Medicine’s Jekyll and Hyde​ complex: doctors suffer the cycle of workplace abuse

Harassment is a problem in all medical specialities – as is non-bullying colleagues' unwillingness to intervene.

Harassment is a problem in all medical specialities – as is non-bullying colleagues’ unwillingness to intervene. Photo: Glenn Hunt

When I was bullied as a young doctor, the only person I confided in was my mother. As a general practitioner, her support and empathy is as much a professional expertise as a maternal one. Moreover, as a graduate of not one but two medical schools (in India and Australia) she has a uniquely broad perspective on medicine.

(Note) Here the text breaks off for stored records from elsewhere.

//! # In-Memory Repository
//!
//! Thread-safe, cloneable [`LicenseRepository`] over two maps. Clones share
//! the same underlying data.
//!
//! All operations are synchronous (`parking_lot::RwLock`); no lock is held
//! across calls into other components. `recount_consumed` is the only
//! operation that holds both maps, and it always takes the license map
//! first.

use std::collections::HashMap;
use std::sync::Arc;

use parking_lot::RwLock;

use lic_core::{InstanceId, License, LicenseId, LicenseInstance};

use crate::repository::{LicenseRepository, Recount, RepositoryError};

/// In-process license and instance storage.
#[derive(Debug, Clone, Default)]
pub struct MemoryRepository {
    licenses: Arc<RwLock<HashMap<LicenseId, License>>>,
    instances: Arc<RwLock<HashMap<InstanceId, LicenseInstance>>>,
}

impl MemoryRepository {
    /// Create an empty repository.
    pub fn new() -> Self {
        Self::default()
    }

    /// Number of stored licenses.
    pub fn license_count(&self) -> usize {
        self.licenses.read().len()
    }

    /// Number of stored instances, including ones whose license is gone.
    pub fn instance_count(&self) -> usize {
        self.instances.read().len()
    }
}

fn count_of(map: &HashMap<InstanceId, LicenseInstance>, license: LicenseId) -> Result<u32, RepositoryError> {
    let count = map.values().filter(|inst| inst.license == license).count();
    u32::try_from(count)
        .map_err(|_| RepositoryError::Backend(format!("instance count for {license} exceeds u32")))
}

fn key_taken(map: &HashMap<LicenseId, License>, license: &License) -> bool {
    map.values().any(|other| other.id != license.id && other.key == license.key)
}

impl LicenseRepository for MemoryRepository {
    fn license(&self, id: LicenseId) -> Result<Option<License>, RepositoryError> {
        Ok(self.licenses.read().get(&id).cloned())
    }

    fn licenses(&self) -> Result<Vec<License>, RepositoryError> {
        Ok(self.licenses.read().values().cloned().collect())
    }

    fn insert_license(&self, license: License) -> Result<(), RepositoryError> {
        let mut map = self.licenses.write();
        if map.contains_key(&license.id) {
            return Err(RepositoryError::DuplicateLicense(license.id));
        }
        if key_taken(&map, &license) {
            return Err(RepositoryError::DuplicateKey(license.key));
        }
        map.insert(license.id, license);
        Ok(())
    }

    fn save_license(&self, license: &License) -> Result<(), RepositoryError> {
        let mut map = self.licenses.write();
        if key_taken(&map, license) {
            return Err(RepositoryError::DuplicateKey(license.key.clone()));
        }
        let stored = map
            .get_mut(&license.id)
            .ok_or(RepositoryError::LicenseNotFound(license.id))?;
        let consumed = stored.consumed_licenses;
        *stored = license.clone();
        stored.consumed_licenses = consumed;
        Ok(())
    }

    fn delete_license(&self, id: LicenseId) -> Result<Option<License>, RepositoryError> {
        Ok(self.licenses.write().remove(&id))
    }

    fn set_consumed(&self, id: LicenseId, consumed: u32) -> Result<bool, RepositoryError> {
        Ok(match self.licenses.write().get_mut(&id) {
            Some(license) => {
                license.consumed_licenses = consumed;
                true
            }
            None => false,
        })
    }

    fn recount_consumed(&self, id: LicenseId) -> Result<Option<Recount>, RepositoryError> {
        let mut licenses = self.licenses.write();
        let Some(license) = licenses.get_mut(&id) else {
            return Ok(None);
        };
        let consumed = count_of(&self.instances.read(), id)?;
        let previous = std::mem::replace(&mut license.consumed_licenses, consumed);
        Ok(Some(Recount {
            previous,
            consumed,
            total: license.total_licenses,
        }))
    }

    fn instances(&self) -> Result<Vec<LicenseInstance>, RepositoryError> {
        Ok(self.instances.read().values().cloned().collect())
    }

    fn instance(&self, id: InstanceId) -> Result<Option<LicenseInstance>, RepositoryError> {
        Ok(self.instances.read().get(&id).cloned())
    }

    fn instances_of(&self, license: LicenseId) -> Result<Vec<LicenseInstance>, RepositoryError> {
        Ok(self
            .instances
            .read()
            .values()
            .filter(|inst| inst.license == license)
            .cloned()
            .collect())
    }

    fn count_instances(&self, license: LicenseId) -> Result<u32, RepositoryError> {
        count_of(&self.instances.read(), license)
    }

    fn insert_instance(&self, instance: LicenseInstance) -> Result<(), RepositoryError> {
        let mut map = self.instances.write();
        if map.contains_key(&instance.id) {
            return Err(RepositoryError::DuplicateInstance(instance.id));
        }
        map.insert(instance.id, instance);
        Ok(())
    }

    fn delete_instance(&self, id: InstanceId) -> Result<Option<LicenseInstance>, RepositoryError> {
        Ok(self.instances.write().remove(&id))
    }
}
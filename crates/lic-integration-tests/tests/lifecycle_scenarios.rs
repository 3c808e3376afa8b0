//! Lifecycle status and renewal urgency across the classifier and the
//! ledger's expiry report.

mod common;

use lic_core::{AssignedObject, LicenseInstance};
use lic_state::{effective_auto_renew, InstanceStatus, LifecycleClassifier, RenewalUrgency};

use common::{day, ledger, license, today};

fn instance_ending(end: i64) -> LicenseInstance {
    LicenseInstance::new(lic_core::LicenseId::new()).with_dates(None, Some(day(end)))
}

#[test]
fn status_moves_with_end_date() {
    let c = LifecycleClassifier::default();
    assert_eq!(c.status(&instance_ending(15), today()), InstanceStatus::Warning);
    assert_eq!(c.status(&instance_ending(45), today()), InstanceStatus::Active);
    assert_eq!(c.status(&instance_ending(-1), today()), InstanceStatus::Expired);
}

#[test]
fn future_start_wins_over_past_end() {
    let c = LifecycleClassifier::default();
    let anomaly = LicenseInstance::new(lic_core::LicenseId::new()).with_dates(Some(day(1)), Some(day(-1)));
    assert_eq!(c.status(&anomaly, today()), InstanceStatus::Pending);
    assert_eq!(c.status(&anomaly, today()).css_class(), "info");
}

#[test]
fn undated_instance_is_active_and_never_expires() {
    let c = LifecycleClassifier::default();
    let inst = LicenseInstance::new(lic_core::LicenseId::new());
    assert_eq!(c.status(&inst, today()), InstanceStatus::Active);
    assert_eq!(c.renewal_urgency(inst.end_date, today()), RenewalUrgency::NoExpiry);
}

#[test]
fn urgency_uses_its_own_thresholds() {
    let c = LifecycleClassifier::default();
    let cases = [
        (-1, RenewalUrgency::Expired, InstanceStatus::Expired),
        (5, RenewalUrgency::Critical, InstanceStatus::Warning),
        (20, RenewalUrgency::Warning, InstanceStatus::Warning),
        (60, RenewalUrgency::Active, InstanceStatus::Active),
    ];
    for (offset, urgency, status) in cases {
        let inst = instance_ending(offset);
        assert_eq!(c.renewal_urgency(inst.end_date, today()), urgency, "offset {offset}");
        assert_eq!(c.status(&inst, today()), status, "offset {offset}");
    }
}

#[test]
fn auto_renew_override_and_inheritance() {
    let lic = license("Backup", "10", 5).with_auto_renew(true);
    let inherit = LicenseInstance::new(lic.id);
    let opt_out = LicenseInstance::new(lic.id).with_auto_renew(Some(false));
    assert!(effective_auto_renew(&inherit, &lic));
    assert!(!effective_auto_renew(&opt_out, &lic));
}

#[test]
fn ledger_lists_instances_expiring_soon() {
    let l = ledger();
    let lic = l.register_license(license("Office", "100", 10)).unwrap();
    let soon = l
        .allocate(LicenseInstance::new(lic.id).with_dates(None, Some(day(3))))
        .unwrap();
    let later = l
        .allocate(LicenseInstance::new(lic.id).with_dates(None, Some(day(25))))
        .unwrap();
    l.allocate(LicenseInstance::new(lic.id).with_dates(None, Some(day(90))))
        .unwrap();
    l.allocate(LicenseInstance::new(lic.id).with_dates(None, Some(day(-2))))
        .unwrap();
    l.allocate(LicenseInstance::new(lic.id)).unwrap();

    let expiring = l.expiring(30, today()).unwrap();
    let ids: Vec<_> = expiring.iter().map(|inst| inst.id).collect();
    assert_eq!(ids, vec![soon.id, later.id]);
}

#[test]
fn expired_but_still_assigned() {
    let c = LifecycleClassifier::default();
    let lic = lic_core::LicenseId::new();
    let all = vec![
        LicenseInstance::new(lic)
            .with_dates(None, Some(day(-10)))
            .assigned_to(AssignedObject::Contact(4)),
        LicenseInstance::new(lic).with_dates(None, Some(day(-10))),
    ];
    let hits = c.expired_assigned(&all, today());
    assert_eq!(hits.len(), 1);
    assert!(!c.is_available(&all[1], today()));
}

As empathetic and supportive as she was, three wry words hit hardest. They summed up what is surely the collective mood of thousands of Australian doctors in the face of the recent scandals of harassment, bullying and sexism; “nothing has changed”.

Perhaps the only thing that has surprised the medical community is the intense interest the public has shown in a debate that ostensibly does not affect them.  

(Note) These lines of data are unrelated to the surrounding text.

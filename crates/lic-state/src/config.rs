//! Lifecycle thresholds.

use serde::{Deserialize, Serialize};
use thiserror::Error;

/// Day thresholds for status and urgency classification.
#[derive(Debug, Clone, PartialEq, Eq, Serialize, Deserialize)]
#[serde(default)]
pub struct LifecycleConfig {
    /// An instance ending within this many days (inclusive) is WARNING.
    pub warning_window_days: i64,
    /// Urgency is `critical` at or below this many days remaining.
    pub urgency_critical_days: i64,
    /// Urgency is `warning` at or below this many days remaining.
    pub urgency_warning_days: i64,
}

impl Default for LifecycleConfig {
    fn default() -> Self {
        Self {
            warning_window_days: 30,
            urgency_critical_days: 7,
            urgency_warning_days: 30,
        }
    }
}

/// Inconsistent lifecycle thresholds.
#[derive(Error, Debug, Clone, PartialEq, Eq)]
pub enum LifecycleConfigError {
    /// A threshold was negative.
    #[error("{field} must not be negative, got {value}")]
    Negative {
        /// Offending field.
        field: &'static str,
        /// Offending value.
        value: i64,
    },

    /// The critical tier would be wider than the warning tier.
    #[error("urgency_critical_days ({critical}) must not exceed urgency_warning_days ({warning})")]
    CriticalExceedsWarning {
        /// Configured critical threshold.
        critical: i64,
        /// Configured warning threshold.
        warning: i64,
    },
}

impl LifecycleConfig {
    /// Check the thresholds are usable together.
    pub fn validate(&self) -> Result<(), LifecycleConfigError> {
        for (field, value) in [
            ("warning_window_days", self.warning_window_days),
            ("urgency_critical_days", self.urgency_critical_days),
            ("urgency_warning_days", self.urgency_warning_days),
        ] {
            if value < 0 {
                return Err(LifecycleConfigError::Negative { field, value });
            }
        }
        if self.urgency_critical_days > self.urgency_warning_days {
            return Err(LifecycleConfigError::CriticalExceedsWarning {
                critical: self.urgency_critical_days,
                warning: self.urgency_warning_days,
            });
        }
        Ok(())
    }
}

#[cfg(test)]
mod tests {
    use super::*;

    #[test]
    fn defaults_are_valid() {
        let cfg = LifecycleConfig::default();
        assert_eq!(cfg.warning_window_days, 30);
        assert_eq!(cfg.urgency_critical_days, 7);
        assert_eq!(cfg.urgency_warning_days, 30);
        assert!(cfg.validate().is_ok());
    }

    #[test]
    fn rejects_negative() {
        let cfg = LifecycleConfig {
            warning_window_days: -1,
            ..LifecycleConfig::default()
        };
        assert!(matches!(
            cfg.validate(),
            Err(LifecycleConfigError::Negative { field: "warning_window_days", .. })
        ));
    }

    #[test]
    fn rejects_inverted_urgency_tiers() {
        let cfg = LifecycleConfig {
            urgency_critical_days: 40,
            ..LifecycleConfig::default()
        };
        assert!(matches!(
            cfg.validate(),
            Err(LifecycleConfigError::CriticalExceedsWarning { critical: 40, warning: 30 })
        ));
    }

    #[test]
    fn partial_document_fills_defaults() {
        let cfg: LifecycleConfig = serde_json::from_str(r#"{"warning_window_days": 14}"#).unwrap();
        assert_eq!(cfg.warning_window_days, 14);
        assert_eq!(cfg.urgency_critical_days, 7);
    }
}
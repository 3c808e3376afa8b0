//! # Pricing Resolver
//!
//! Resolves the price of a license instance through its override chain
//! and values it in the base currency.
//!
//! Only the base-currency-required model is supported: a slot priced in
//! another currency must carry an explicit base-currency price, or it
//! values at zero. There is no conversion-rate field.

use serde::{Deserialize, Serialize};

use lic_core::{Amount, Currency, License, LicenseInstance};

use crate::config::PricingConfig;
use crate::normalize::monthly_equivalent;

/// How a base-currency value was obtained.
#[derive(Debug, Clone, Copy, PartialEq, Eq, Serialize, Deserialize)]
#[serde(tag = "source", rename_all = "snake_case")]
pub enum PriceResolution {
    /// The instance carried an explicit base-currency price.
    BaseOverride {
        /// The override.
        amount: Amount,
    },
    /// The effective currency was already the base currency.
    Direct {
        /// The effective price.
        amount: Amount,
    },
    /// Non-base currency with no base-currency price. Values at zero.
    Unresolvable {
        /// The effective price that could not be converted.
        price: Amount,
        /// Its currency.
        currency: Currency,
        /// The base currency it needed converting to.
        base: Currency,
    },
}

impl PriceResolution {
    /// The base-currency value; zero when unresolvable.
    pub fn value(&self) -> Amount {
        match self {
            Self::BaseOverride { amount } | Self::Direct { amount } => *amount,
            Self::Unresolvable { .. } => Amount::ZERO,
        }
    }

    /// Whether a real value was found.
    pub fn is_resolved(&self) -> bool {
        !matches!(self, Self::Unresolvable { .. })
    }
}

/// Resolves effective and base-currency prices for license instances.
#[derive(Debug, Clone, Default)]
pub struct PricingResolver {
    base_currency: Currency,
}

impl PricingResolver {
    /// Create a resolver normalizing to the configured base currency.
    pub fn new(config: &PricingConfig) -> Self {
        Self {
            base_currency: config.base_currency,
        }
    }

    /// The currency rollups are expressed in.
    pub fn base_currency(&self) -> Currency {
        self.base_currency
    }

    /// Instance price override, else the license unit price.
    pub fn effective_price(&self, instance: &LicenseInstance, license: &License) -> Amount {
        instance.price_override.unwrap_or(license.price)
    }

    /// Instance currency override, else the license currency.
    pub fn effective_currency(&self, instance: &LicenseInstance, license: &License) -> Currency {
        instance.currency_override.unwrap_or(license.currency)
    }

    /// Walk the resolution chain for one instance.
    ///
    /// The unresolvable outcome is logged at `warn`; reporting carries on
    /// with a zero value.
    pub fn resolve(&self, instance: &LicenseInstance, license: &License) -> PriceResolution {
        if let Some(amount) = instance.base_price_override {
            return PriceResolution::BaseOverride { amount };
        }

        let price = self.effective_price(instance, license);
        let currency = self.effective_currency(instance, license);
        if currency == self.base_currency {
            return PriceResolution::Direct { amount: price };
        }

        tracing::warn!(
            instance = %instance.id,
            license = %license.id,
            price = %price,
            currency = %currency,
            base = %self.base_currency,
            "unresolvable price: no base-currency price for non-base-currency instance; valuing at zero"
        );
        PriceResolution::Unresolvable {
            price,
            currency,
            base: self.base_currency,
        }
    }

    /// Value of the instance in the base currency.
    pub fn base_currency_value(&self, instance: &LicenseInstance, license: &License) -> Amount {
        self.resolve(instance, license).value()
    }

    /// Monthly equivalent of the license unit price under its billing cycle.
    pub fn monthly_equivalent(&self, license: &License) -> Amount {
        monthly_equivalent(license.price, license.billing_cycle)
    }

    /// Monthly equivalent of one instance, in the base currency.
    pub fn instance_monthly_equivalent(&self, instance: &LicenseInstance, license: &License) -> Amount {
        monthly_equivalent(self.base_currency_value(instance, license), license.billing_cycle)
    }
}
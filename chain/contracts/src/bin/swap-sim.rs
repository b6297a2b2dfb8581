//! Walks one unique-for-unique swap through a wall-clock ledger and logs
//! every step. Set `RUST_LOG=debug` to include executability diagnoses.

use anyhow::{bail, Context};
use swap_contracts::config::SwapConfig;
use swap_contracts::ledger::{Ledger, SystemClock};
use swap_types::ids::{Address, AssetId};
use swap_types::numeric::Quantity;
use tracing_subscriber::EnvFilter;

fn main() -> Result<(), anyhow::Error> {
    tracing_subscriber::fmt()
        .with_env_filter(EnvFilter::try_from_default_env().unwrap_or_else(|_| EnvFilter::new("info")))
        .init();

    let config = match std::env::args().nth(1) {
        Some(path) => {
            let raw = std::fs::read_to_string(&path)
                .with_context(|| format!("reading config {}", path))?;
            SwapConfig::from_json_str(&raw).context("parsing config")?
        }
        None => SwapConfig::new(Address::new()),
    };

    let mut ledger = Ledger::new(config, SystemClock);
    tracing::info!(
        contract = %ledger.contract_address(),
        dev_fund = %ledger.dev_fund(),
        "Swap contract deployed"
    );

    let opener = Address::new();
    let closer = Address::new();
    let nifty = ledger.deploy_unique_registry();
    let soda = ledger.deploy_unique_registry();
    ledger.mint_unique(nifty, opener, AssetId::new(420))?;
    ledger.mint_unique(soda, closer, AssetId::new(777))?;

    let expiry_date = ledger.now() + 3_600;
    let trade_id = ledger.open_new_trade(
        opener,
        nifty,
        AssetId::new(420),
        soda,
        AssetId::new(777),
        expiry_date,
    )?;
    tracing::info!(count = ledger.get_trade_count(), "Trade count after open");

    let operator = ledger.contract_address();
    ledger.set_approval_for_all(nifty, opener, operator, true)?;
    ledger.set_approval_for_all(soda, closer, operator, true)?;

    if !ledger.is_trade_executable(closer, trade_id, Quantity::ZERO, Quantity::ZERO) {
        let reason = ledger.diagnose(closer, trade_id, Quantity::ZERO, Quantity::ZERO);
        bail!("trade {} unexpectedly not executable: {:?}", trade_id, reason);
    }

    ledger.execute_trade(closer, trade_id, Quantity::ZERO, Quantity::ZERO)?;

    tracing::info!(
        nifty_420 = ?ledger.owner_of(nifty, AssetId::new(420)),
        soda_777 = ?ledger.owner_of(soda, AssetId::new(777)),
        status = ?ledger.trade_status(trade_id)?,
        "Swap settled"
    );

    for event in ledger.events() {
        println!("{}", serde_json::to_string(event)?);
    }

    Ok(())
}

Those were pretty remarkable words from her, considering she was comparing my then recent experiences to her own in 1985 in Mumbai. She too had witnessed the harsher realities of the praiseless environment that is a junior doctor’s world: taunts, criticism, elitism, sexism and rather public humiliation.

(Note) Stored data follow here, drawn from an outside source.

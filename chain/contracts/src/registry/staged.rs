//! Copy-on-write registry overlay for one host transaction
//!
//! Reads fall through to the live [`RegistrySet`]. The first write to a
//! registry copies just that registry into the overlay; later reads and
//! writes in the same transaction see the copy. Committing hands the copies
//! back with [`StagedRegistries::into_writes`]; dropping the overlay
//! discards them.

use std::collections::HashMap;
use swap_types::ids::Address;

use crate::errors::RegistryError;
use crate::registry::memory::{MemoryQuantifiedRegistry, MemoryUniqueRegistry};
use crate::registry::set::{unknown, DeployedRegistry, RegistrySet};
use crate::registry::{AssetRegistries, RegistryMut, RegistryRef};

#[derive(Debug)]
pub struct StagedRegistries<'a> {
    live: &'a RegistrySet,
    writes: HashMap<Address, DeployedRegistry>,
}

impl<'a> StagedRegistries<'a> {
    pub fn new(live: &'a RegistrySet) -> Self {
        Self {
            live,
            writes: HashMap::new(),
        }
    }

    pub fn get(&self, address: &Address) -> Option<&DeployedRegistry> {
        self.writes.get(address).or_else(|| self.live.get(address))
    }

    /// Writable copy of the registry at `address`, made on first access.
    pub fn get_mut(&mut self, address: &Address) -> Option<&mut DeployedRegistry> {
        if !self.writes.contains_key(address) {
            let copy = self.live.get(address)?.clone();
            self.writes.insert(*address, copy);
        }
        self.writes.get_mut(address)
    }

    pub fn unique_mut(
        &mut self,
        address: &Address,
    ) -> Result<&mut MemoryUniqueRegistry, RegistryError> {
        self.get_mut(address)
            .and_then(DeployedRegistry::as_unique_mut)
            .ok_or_else(|| unknown(address))
    }

    pub fn quantified_mut(
        &mut self,
        address: &Address,
    ) -> Result<&mut MemoryQuantifiedRegistry, RegistryError> {
        self.get_mut(address)
            .and_then(DeployedRegistry::as_quantified_mut)
            .ok_or_else(|| unknown(address))
    }

    /// Number of registries copied so far.
    pub fn touched(&self) -> usize {
        self.writes.len()
    }

    pub fn into_writes(self) -> HashMap<Address, DeployedRegistry> {
        self.writes
    }
}

impl AssetRegistries for StagedRegistries<'_> {
    fn registry(&self, address: &Address) -> Option<RegistryRef<'_>> {
        self.get(address).map(DeployedRegistry::view)
    }

    fn registry_mut(&mut self, address: &Address) -> Option<RegistryMut<'_>> {
        self.get_mut(address).map(DeployedRegistry::view_mut)
    }
}
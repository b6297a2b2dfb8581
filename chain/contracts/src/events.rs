//! Contract events
//!
//! Events are immutable records emitted by the swap contract's mutating
//! operations. Only a call that succeeds emits one.

use serde::{Deserialize, Serialize};
use swap_types::ids::{Address, AssetId, TradeId};
use swap_types::numeric::Quantity;

/// New trade appended to the book
#[derive(Debug, Clone, PartialEq, Eq, Serialize, Deserialize)]
pub struct TradeOpened {
    pub trade_id: TradeId,
    pub opener: Address,
    pub opening_asset_registry: Address,
    pub opening_asset_id: AssetId,
    pub closing_asset_registry: Address,
    pub closing_asset_id: AssetId,
    pub expiry_date: i64,
}

/// Trade withdrawn before expiry
#[derive(Debug, Clone, PartialEq, Eq, Serialize, Deserialize)]
pub struct TradeCancelled {
    pub trade_id: TradeId,
    /// Caller that cancelled; not necessarily the opener
    pub cancelled_by: Address,
    pub cancelled_at: i64,
}

/// Both sides transferred
#[derive(Debug, Clone, PartialEq, Eq, Serialize, Deserialize)]
pub struct TradeExecuted {
    pub trade_id: TradeId,
    pub opener: Address,
    pub closer: Address,
    /// Units moved on the opening side; zero for unique assets
    pub opening_amount: Quantity,
    /// Units moved on the closing side; zero for unique assets
    pub closing_amount: Quantity,
    pub executed_at: i64,
}

/// Enum wrapper for all contract events, enabling uniform handling.
#[derive(Debug, Clone, PartialEq, Eq, Serialize, Deserialize)]
pub enum ContractEvent {
    TradeOpened(TradeOpened),
    TradeCancelled(TradeCancelled),
    TradeExecuted(TradeExecuted),
}

impl ContractEvent {
    /// Trade the event refers to
    pub fn trade_id(&self) -> TradeId {
        match self {
            ContractEvent::TradeOpened(e) => e.trade_id,
            ContractEvent::TradeCancelled(e) => e.trade_id,
            ContractEvent::TradeExecuted(e) => e.trade_id,
        }
    }
}

#[cfg(test)]
mod tests {
    use super::*;

    #[test]
    fn test_trade_opened_serialization() {
        let event = TradeOpened {
            trade_id: TradeId::new(0),
            opener: Address::new(),
            opening_asset_registry: Address::new(),
            opening_asset_id: AssetId::new(420),
            closing_asset_registry: Address::new(),
            closing_asset_id: AssetId::new(777),
            expiry_date: 1_708_123_456,
        };
        let json = serde_json::to_string(&event).unwrap();
        let deser: TradeOpened = serde_json::from_str(&json).unwrap();
        assert_eq!(event, deser);
    }

    #[test]
    fn test_contract_event_trade_id() {
        let event = ContractEvent::TradeCancelled(TradeCancelled {
            trade_id: TradeId::new(3),
            cancelled_by: Address::new(),
            cancelled_at: 1_000,
        });
        assert_eq!(event.trade_id(), TradeId::new(3));
    }

    #[test]
    fn test_trade_executed_enum_variant() {
        let event = ContractEvent::TradeExecuted(TradeExecuted {
            trade_id: TradeId::new(1),
            opener: Address::new(),
            closer: Address::new(),
            opening_amount: Quantity::ONE,
            closing_amount: Quantity::ONE,
            executed_at: 1_000,
        });
        assert!(matches!(event, ContractEvent::TradeExecuted(_)));
    }
}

She observed similar abuses as she trained in medical school and hospitals in Australia from 1996 to 2001. And in 2009 she saw these spectres revived when her son experienced the same issues.

It explains why she and many doctors are not surprised by the scandals exposed to the public over the last few months. Nothing has changed.

Perhaps the only thing that has surprised the medical community is the intense interest the public has shown in a debate that ostensibly does not affect them. After all, the bullying exposed is not the egregious kind seen in the ADF. At a glance, at least, there is no obvious evidence that bullying in medicine is worse than many other professions.

What rightly shocks people however is seeing a profession that outwardly demonstrates compassion and altruism, but inwardly betrays itself. Of all the professions that might be expected to stay uncorrupted by bullying and harassment, medicine might reasonably have been expected to be one of them. Instead, medicine has exposed a confronting reality: not only is no institution immune to this corrosion, but that the corrosion is institutionalised.

Seeing good doctors simultaneously be bad colleagues and superiors is an odd cognitive dissonance that I too have struggled to reconcile. I have seen kind clinicians to whom, even now, I would gladly send my family as patients, who then abused staff as soon as patients were out of sight.

This surprises no one in medicine. This Jekyll and Hyde complex is not due to a mass sociopathy that pervades our profession. It’s because of an invisible education. While we study and train in the curriculum of medical science, and being compassionate to patients, we also training in the hidden curriculum of medicine – the inculcation of the hierarchy.

Certain doctors have been implicated recently in the media. However, sexism, bullying and exploitation span not just across all medical specialities (not just surgery), hospitals, or even countries, but decades of medical history.

No doubt there are characters who wilfully commit the most egregious bullying. Beyond mere exploitation, and perverse sadism, it can also be a cover for their own inadequacies and insecurities.

But this doesn’t explain why the majority of doctors, a group of critical thinkers and leaders who are generally good people, are passively complicit by not intervening, even when in senior positions where repercussions are few.

Much of the inertia against these institutionalised practices is because of some surprisingly common beliefs amongst doctors.

If there is truth to the god-complex held amongst doctors, then equally common is the martyr complex. The idea that you simply must suffer in medical training is a pervasive self-delusion we use to rationalise our experiences. It is manifest in oft-uttered platitudes like “well, you’ve got to be tough” and “we all go through it”. The logic of this is on a basic level undebatable: you must indeed be hardy to put up with abuse. But the grotesque circularity of this logic disregards the notion that maybe no one needs to “go through it” in the first place.

This important question becomes a hypothetical, distant one for medical student and trainees, when they hear their seniors swap war stories of hardship from their junior years. To the young ears of future doctors, hearing increasingly impressive tales from the trenches, it sounds like a competitive sport. When the emphasis is on endurance, and not change, what hope is there?

The brutal vivisection of the medical profession in the public eye is confronting for doctors. It forces them to relive their own painful experiences, incidents they’ve witnessed and perhaps worst of all, the missed opportunities to right wrongs. But to be merely embarrassed by it is short-sighted, and blind to the opportunity in front. The struggle of this profession with workplace bullying and harassment is an instructive one for all institutions. Responsibility doesn’t just lie on the perpetrators, but also on the institutions that spawn them.

Vyom Sharma is a general practitioner.